Kepala Rutan Kotabumi, Budi mengatakan handphone yang dimiliki para pelaku adalah ilegal.
“Iya, itu saya akui kita kecolongan benar, saya sudah berupa maksimal, setiap hari saya kontrol pagi, siang, malam,” katanya, Rabu (30/4/2025).
Ke depan, kata Budi, pihaknya akan secara rutin akan melakukan razia dan memperketat pengawasan terhadap para pengunjung.
“Kita sudah amankan semuanya, barang bukti dan pelaku kini ditangani oleh Polda dan kita terus mensosialisasikan kondisi Lapas kita ini tidak ada toleransi adanya handphone di dalam,” ungkapnya.
“Kita sudah melakukan razia rutin mengupayakan pemberantasan peredaran handphone maupun narkoba di dalam, kita berupaya untuk bisa melakukan tindakan itu dengan kegiatan-kegiatan razia secara rutin. Bahkan saya memerintah petugas jaga untuk melakukan tindakan penggeledahan,” lanjut Budi.

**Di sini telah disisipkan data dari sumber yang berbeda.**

use std::collections::HashMap;
use std::sync::{Mutex, PoisonError};

use super::{KeyValueStore, StorageError};

/// Process-local store, nothing survives a restart
#[derive(Debug, Default)]
pub struct MemoryStore {
    entries: Mutex<HashMap<String, String>>,
}

impl MemoryStore {
    pub fn new() -> Self {
        Self::default()
    }
}

impl KeyValueStore for MemoryStore {
    fn get(&self, key: &str) -> Option<String> {
        self.entries
            .lock()
            .unwrap_or_else(PoisonError::into_inner)
            .get(key)
            .cloned()
    }

    fn set(&self, key: &str, value: String) -> Result<(), StorageError> {
        self.entries
            .lock()
            .unwrap_or_else(PoisonError::into_inner)
            .insert(key.to_string(), value);
        Ok(())
    }

    fn remove(&self, key: &str) -> Result<(), StorageError> {
        self.entries
            .lock()
            .unwrap_or_else(PoisonError::into_inner)
            .remove(key);
        Ok(())
    }
}
///! Persisted front-end state
///!
///! Everything goes through the [`KeyValueStore`] trait (string keys, string
///! values, last writer wins). [`Preferences`] layers the typed entries on top.

mod file;
mod memory;
mod preferences;

pub use file::JsonFileStore;
pub use memory::MemoryStore;
pub use preferences::{FavoriteEntry, HISTORY_LIMIT, Preferences};

use thiserror::Error;

#[derive(Debug, Error)]
pub enum StorageError {
    #[error("Storage I/O error: {0}")]
    Io(#[from] std::io::Error),

    #[error("Storage serialization error: {0}")]
    Serialization(#[from] serde_json::Error),
}

pub trait KeyValueStore: Send + Sync {
    fn get(&self, key: &str) -> Option<String>;
    fn set(&self, key: &str, value: String) -> Result<(), StorageError>;
    fn remove(&self, key: &str) -> Result<(), StorageError>;
}
use dungyzon_common::PaginationState;

/// Page count reported when the server gives no total but the page was full
pub const ASSUMED_MIN_PAGES: u32 = 10;

/// Derives pagination for `page` from one result page.
///
/// With a server total, `total_pages = ceil(total / items_per_page)`.
/// Without one, the page's own size stands in for the total: a full page
/// assumes more pages exist (`max(10, page + 1)`), a short page is the last.
pub fn derive_pagination(page: u32, item_count: usize, total: Option<u64>, items_per_page: u32) -> PaginationState {
    let items_per_page = items_per_page.max(1);

    let (total, total_pages) = match total {
        Some(total) => {
            let pages = total.div_ceil(u64::from(items_per_page));
            (total, u32::try_from(pages).unwrap_or(u32::MAX))
        }
        None => {
            let pages = if item_count >= items_per_page as usize {
                ASSUMED_MIN_PAGES.max(page.saturating_add(1))
            } else {
                page
            };
            (item_count as u64, pages)
        }
    };

    PaginationState {
        page,
        total_pages,
        total,
        has_more: page < total_pages,
        items_per_page,
    }
}
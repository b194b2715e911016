/// Commands understood by the terminal front-end
#[derive(Debug, Clone, PartialEq, Eq)]
pub enum Command {
    /// `/search <term>`, or any line without a command prefix
    Search(String),
    Page(u32),
    Next,
    Prev,
    Retry,
    /// 1-based index into the visible results
    Details(usize),
    Quick(usize),
    Favorite(usize),
    Favorites,
    History,
    Theme,
    Help,
    Quit,
}

impl Command {
    /// Parses one input line.
    ///
    /// ```
    /// use dungyzon_frontend::command::Command;
    ///
    /// assert_eq!(Command::parse("/page 3"), Ok(Command::Page(3)));
    /// assert_eq!(Command::parse("usb hub"), Ok(Command::Search("usb hub".to_string())));
    /// ```
    pub fn parse(line: &str) -> Result<Self, String> {
        let trimmed = line.trim();

        let Some((prefix, rest)) = Self::extract_prefix(trimmed) else {
            return Ok(Command::Search(trimmed.to_string()));
        };
        let arguments = rest.trim();

        match prefix.to_lowercase().as_str() {
            "/s" | "/search" => Ok(Command::Search(arguments.to_string())),
            "/page" => Self::number(arguments).map(|n| Command::Page(n as u32)),
            "/n" | "/next" => Ok(Command::Next),
            "/p" | "/prev" => Ok(Command::Prev),
            "/r" | "/retry" => Ok(Command::Retry),
            "/d" | "/details" => Self::number(arguments).map(Command::Details),
            "/quick" => Self::number(arguments).map(Command::Quick),
            "/f" | "/fav" => Self::number(arguments).map(Command::Favorite),
            "/favs" | "/favorites" => Ok(Command::Favorites),
            "/h" | "/history" => Ok(Command::History),
            "/theme" => Ok(Command::Theme),
            "/help" | "/?" => Ok(Command::Help),
            "/q" | "/quit" | "/exit" => Ok(Command::Quit),
            other => Err(format!("Unknown command: {}", other)),
        }
    }

    fn extract_prefix(text: &str) -> Option<(&str, &str)> {
        if !text.starts_with('/') {
            return None;
        }
        match text.find(char::is_whitespace) {
            Some(space_pos) => Some((&text[..space_pos], &text[space_pos..])),
            None => Some((text, "")),
        }
    }

    fn number(arguments: &str) -> Result<usize, String> {
        match arguments.parse::<usize>() {
            Ok(n) if n >= 1 && n <= u32::MAX as usize => Ok(n),
            _ => Err(format!("Expected a number starting at 1, got '{}'", arguments)),
        }
    }
}

pub const HELP: &str = "\
Commands:
  <term> | /search <term>   search (empty term clears)
  /next, /prev, /page <n>   change page
  /retry                    fetch the current page again
  /details <n>, /quick <n>  product detail for result n
  /fav <n>                  toggle favorite for result n
  /favs, /history           list favorites / recent searches
  /theme                    toggle dark mode
  /quit                     exit";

Secara tegas, dia juga menyampaikan ke depannya akan mengawasi juga anggotanya untuk mengantisipasi adanya oknum-oknum yang nakal dalam membantu para narapidana memiliki handphone.
“Kalau ada pelanggaran-pelanggaran kita tindak sesuai prosedur, termasuk keterlibatan oknum kita tindak,” tandas Budi.
Sebelumnya, tiga narapidana Rutan Kotabumi, Lampung Utara diamankan Polda Lampung. Ketiganya melakukan penipuan dan pemerasan yang membuat korban mengalami kerugian sebesar Rp 150 juta.
Ketiga narapidana tersebut yakni Armal Adi Putra, Elwani dan Fernanda. Direktur Ditreskrimsus Polda Lampung, Kombes Dery Agung Wijaya mengatakan ketiganya diamankan tim Subdit V Cybercrime setelah korban melapor.
“Ketiganya yakni A, E dan F ini merupakan narapidana yang ada di Lampung. Ketiganya melakukan pemerasan dan penipuan terhadap korban dengan kerugian mencapai Rp 150 juta,” katanya, Rabu (30/4/2025).
Pemeriksaan dan penipuan ini, kata Dery, dilakukan berawal dari salah satu pelaku mengajak korban berkenalan melalui media sosial.
“Awalnya tersangka E berkenalan dengan korban melalui media sosial, kemudian berlanjut bertukar nomor handphone dan terus berkomunikasi. E ini mengaku sebagai anggota polisi,” jelasnya.
“Komunikasi intens ini berujung terjadinya pemberian data konteks seksual disertai ancam pelaku untuk disebarluaskan,” lanjut Dery.